LOBE is comprised of Daiki Nakajima (flute, bass, tenor/soprano sax), Sam Silverstein (violin), Ethan Buck (alto sax), Nolan Miranda (piano, synths), Mark Rau (bass, guitar), and Michael Hayes (drums). Emerging from the San Francisco Bay Area, the collective is known for bridging intricate writing and dynamic improvisation.
“I wanted to write a song with a fun listening experience,” said Nakajima. “For us, it’s about making music that feels alive in the moment. Music that's joyful, communal and a little surprising," he continued. "It starts kind of folksy and gradually morphs into a digital disco sound."
The track evolves from a folk-inspired guitar solo from bassist/guitarist Mark Rau into a playful flute solo from Nakajima threading through the central 11/8 theme, and concludes with a climactic drum solo from Michael Hayes soaring over a disco vamp.

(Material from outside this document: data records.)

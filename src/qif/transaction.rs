use std::fmt;

use chrono::{NaiveDate, Utc};

use super::account::Account;
use super::amount::{checked_sum, format_minor};
use super::error::QifError;
use super::split::Split;

/// Single QIF transaction
#[derive(Debug, Clone, PartialEq, Eq)]
pub struct Transaction<'a> {
    account: &'a Account,
    /// Date of transaction, time is not supported in QIF format
    date: NaiveDate,
    /// Minor currency units
    amount: i64,
    payee: String,
    memo: String,
    /// Category is used when transaction is spent in single piece, otherwise
    /// `splits` is used
    category: String,
    cleared_status: String,
    /// Check or reference number, written as `N` only when set
    number: Option<String>,
    /// Parts of transaction used for description of different categories
    splits: Vec<Split>,
}

impl<'a> Transaction<'a> {
    pub fn new(acc: &'a Account) -> Self {
        Transaction {
            account: acc,
            date: Utc::now().date_naive(),
            amount: 0,
            payee: String::new(),
            memo: String::new(),
            category: String::new(),
            cleared_status: String::new(),
            number: None,
            splits: Vec::new(),
        }
    }

    pub fn date(mut self, val: NaiveDate) -> Self {
        self.date = val;
        self
    }

    pub fn amount(mut self, val: i64) -> Self {
        self.amount = val;
        self
    }

    pub fn payee(mut self, val: &str) -> Self {
        self.payee = String::from(val);
        self
    }

    pub fn memo(mut self, val: &str) -> Self {
        self.memo = String::from(val);
        self
    }

    pub fn category(mut self, val: &str) -> Self {
        self.category = String::from(val);
        self
    }

    pub fn cleared_status(mut self, val: &str) -> Self {
        self.cleared_status = String::from(val);
        self
    }

    pub fn number(mut self, val: &str) -> Self {
        self.number = if val.is_empty() {
            None
        } else {
            Some(String::from(val))
        };
        self
    }

    pub fn splits(mut self, val: Vec<Split>) -> Self {
        self.splits = val;
        self
    }

    /// Checks that splits, when present, add up to the transaction amount.
    pub fn build(self) -> Result<Transaction<'a>, QifError> {
        if self.splits.is_empty() {
            return Ok(self);
        }

        let actual = self.splits_total()?;
        if actual != self.amount {
            return Err(QifError::SplitMismatch {
                expected: self.amount,
                actual,
            });
        }
        Ok(self)
    }

    /// Overflow saturates here and is reported by `build`.
    pub fn with_split(mut self, val: &Split) -> Self {
        self.amount = self.amount.saturating_add(val.amount);
        self.splits.push(val.clone());
        self
    }

    pub fn with_splits(mut self, val: &[Split]) -> Self {
        self.splits = val.to_owned();
        self.amount = self
            .splits
            .iter()
            .fold(0i64, |acc, s| acc.saturating_add(s.amount));
        self
    }

    pub fn sum(&self) -> i64 {
        self.amount
    }

    pub fn account(&self) -> &'a Account {
        self.account
    }

    pub fn get_date(&self) -> NaiveDate {
        self.date
    }

    pub fn get_payee(&self) -> &str {
        &self.payee
    }

    pub fn get_splits(&self) -> &[Split] {
        &self.splits
    }

    fn splits_total(&self) -> Result<i64, QifError> {
        self.splits
            .iter()
            .try_fold(0i64, |acc, s| checked_sum(acc, s.amount))
    }
}

impl fmt::Display for Transaction<'_> {
    fn fmt(&self, f: &mut fmt::Formatter) -> fmt::Result {
        writeln!(
            f,
            "!Type:{0}\nD{1}\nP{2}\nM{3}\nL{4}\nC{5}\nT{6}",
            self.account.get_type(),
            self.date.format("%m/%d/%Y"),
            self.payee,
            self.memo,
            self.category,
            self.cleared_status,
            format_minor(self.amount)
        )?;

        if let Some(number) = &self.number {
            writeln!(f, "N{}", number)?;
        }

        for s in self.splits.iter() {
            write!(f, "{}", s)?;
        }
        writeln!(f, "^")
    }
}
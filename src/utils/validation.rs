use crate::utils::error::{EtlError, Result};
use chrono::format::{Item, StrftimeItems};
use std::collections::HashSet;
use url::Url;

pub trait Validate {
    fn validate(&self) -> Result<()>;
}

fn invalid(field_name: &str, value: impl Into<String>, reason: impl Into<String>) -> EtlError {
    EtlError::InvalidConfigValueError {
        field: field_name.to_string(),
        value: value.into(),
        reason: reason.into(),
    }
}

pub fn validate_url(field_name: &str, url_str: &str) -> Result<()> {
    if url_str.is_empty() {
        return Err(invalid(field_name, url_str, "URL cannot be empty"));
    }

    match Url::parse(url_str) {
        Ok(url) => match url.scheme() {
            "http" | "https" => Ok(()),
            scheme => Err(invalid(
                field_name,
                url_str,
                format!("Unsupported URL scheme: {}", scheme),
            )),
        },
        Err(e) => Err(invalid(field_name, url_str, format!("Invalid URL format: {}", e))),
    }
}

pub fn validate_path(field_name: &str, path: &str) -> Result<()> {
    if path.is_empty() {
        return Err(invalid(field_name, path, "Path cannot be empty"));
    }

    if path.contains('\0') {
        return Err(invalid(field_name, path, "Path contains null bytes"));
    }

    Ok(())
}

pub fn validate_positive_number(field_name: &str, value: usize, min_value: usize) -> Result<()> {
    if value < min_value {
        return Err(invalid(
            field_name,
            value.to_string(),
            format!("Value must be at least {}", min_value),
        ));
    }
    Ok(())
}

pub fn validate_file_extensions(
    field_name: &str,
    files: &[String],
    allowed_extensions: &[&str],
) -> Result<()> {
    let allowed_set: HashSet<String> = allowed_extensions
        .iter()
        .map(|ext| ext.to_ascii_lowercase())
        .collect();

    for file in files {
        match std::path::Path::new(file)
            .extension()
            .and_then(|ext| ext.to_str())
        {
            Some(extension) if allowed_set.contains(&extension.to_ascii_lowercase()) => {}
            Some(extension) => {
                return Err(invalid(
                    field_name,
                    file.clone(),
                    format!(
                        "Unsupported file extension: {}. Allowed extensions: {}",
                        extension,
                        allowed_extensions.join(", ")
                    ),
                ))
            }
            None => {
                return Err(invalid(
                    field_name,
                    file.clone(),
                    "File has no extension or invalid filename",
                ))
            }
        }
    }

    Ok(())
}

pub fn validate_required_field<'a, T>(field_name: &str, value: &'a Option<T>) -> Result<&'a T> {
    value.as_ref().ok_or_else(|| EtlError::MissingConfigError {
        field: field_name.to_string(),
    })
}

pub fn validate_non_empty_string(field_name: &str, value: &str) -> Result<()> {
    if value.trim().is_empty() {
        return Err(invalid(
            field_name,
            value,
            "Value cannot be empty or whitespace-only",
        ));
    }
    Ok(())
}

pub fn validate_range<T: PartialOrd + std::fmt::Display + Copy>(
    field_name: &str,
    value: T,
    min: T,
    max: T,
) -> Result<()> {
    if value < min || value > max {
        return Err(invalid(
            field_name,
            value.to_string(),
            format!("Value must be between {} and {}", min, max),
        ));
    }
    Ok(())
}

/// Rejects chrono format strings with unknown specifiers or no date fields.
pub fn validate_date_format(field_name: &str, format: &str) -> Result<()> {
    let mut has_specifier = false;
    for item in StrftimeItems::new(format) {
        match item {
            Item::Error => {
                return Err(invalid(field_name, format, "Unknown strftime specifier"));
            }
            Item::Numeric(..) | Item::Fixed(..) => has_specifier = true,
            _ => {}
        }
    }

    if !has_specifier {
        return Err(invalid(field_name, format, "Format has no date fields"));
    }
    Ok(())
}

/// Delimiters and decimal separators must be one ASCII character.
pub fn validate_single_ascii_char(field_name: &str, value: &str) -> Result<char> {
    let mut chars = value.chars();
    match (chars.next(), chars.next()) {
        (Some(c), None) if c.is_ascii() => Ok(c),
        _ => Err(invalid(
            field_name,
            value,
            "Expected exactly one ASCII character",
        )),
    }
}
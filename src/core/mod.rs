pub mod etl;
pub mod mapping;
pub mod pipeline;
pub mod statement;

pub use crate::domain::model::{StatementRow, TransformResult};
pub use crate::domain::ports::{ConfigProvider, Pipeline, Storage};
pub use crate::utils::error::Result;
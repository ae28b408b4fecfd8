// Domain layer: statement records and ports (interfaces) the pipeline is built against.

pub mod model;
pub mod ports;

Unlike many ensembles driven by a single bandleader, LOBE composes with one another in mind, such as melodies written for Sam Silverstein’s shimmering violin tone or ostinatos tailored to Nolan Miranda’s percussive piano playing, creating music that feels inseparable from their friendships. The group resists hierarchy, preferring to workshop pieces collectively until they blur the line between rehearsal and simply spending time together. The result is music that’s as much a reflection of friendship as it is of compositional rigor.

Album art for "was that on purpose?" by Whitley Wilburn
LOBE's sound draws on an unusually wide palette: Studio Ghibli scores, breakbeat rhythms, folk memories, and the improvisational language of contemporary jazz, all filtered through a playful, nostalgic lens.
Formed while studying at Stanford, LOBE grew out of the jazz program, where members discovered a shared love for rhythm-forward improvisation and experimental sound. What began as casual sessions quickly evolved into a collaborative practice.
“Hummingbird Dances” is the first glimpse into LOBE’s forthcoming debut album, "was that on purpose?," releasing this fall. The title itself nods to a question the group often asks: how much of improvisation is intentional, and how much is discovery? For LOBE, there is beauty in the tension between the crafted studio record and the spontaneity of live performance.
The mixing and mastering of the single and album are supported by YoungArts.
Production credits:
Recording Engineer – Mark Rau
Assistant Recording Engineers – Daiki Nakajima, Nolan Miranda, Taylor Goss
Mixing – Jack Kelly
Mastering – James Clemens-Seely
About LOBE
Emerging from the San Francisco Bay Area, LOBE is a collective of award-winning composers, arrangers, and musicians that lives at the confluence of intricate writing, dynamic improvisation and imaginative textures. Originally united through a common penchant for rhythm-forward contemporary jazz, LOBE quickly developed an interest in building on this aesthetic with dance, folk, electronic, and pop influences. Over many years of practice, friendship, and chemistry, the group came into its distinctive voice: whimsical and unhurried, challenging but inviting, time-bending yet always attuned to the here and now.
In Autumn 2025, LOBE is excited to showcase the culmination of the past three years of collaboration in their full-length debut album, "was that on purpose?." Comprised of 8 chimeric original works and arrangements, "was that on purpose?" celebrates the beauty that arises from chance encounters, mundane experiences with friends, and musical relationships transcending the professional. With this release, LOBE hopes to spread the communal joy they feel every time they sit down together on stage, in rehearsal, and at the dinner table.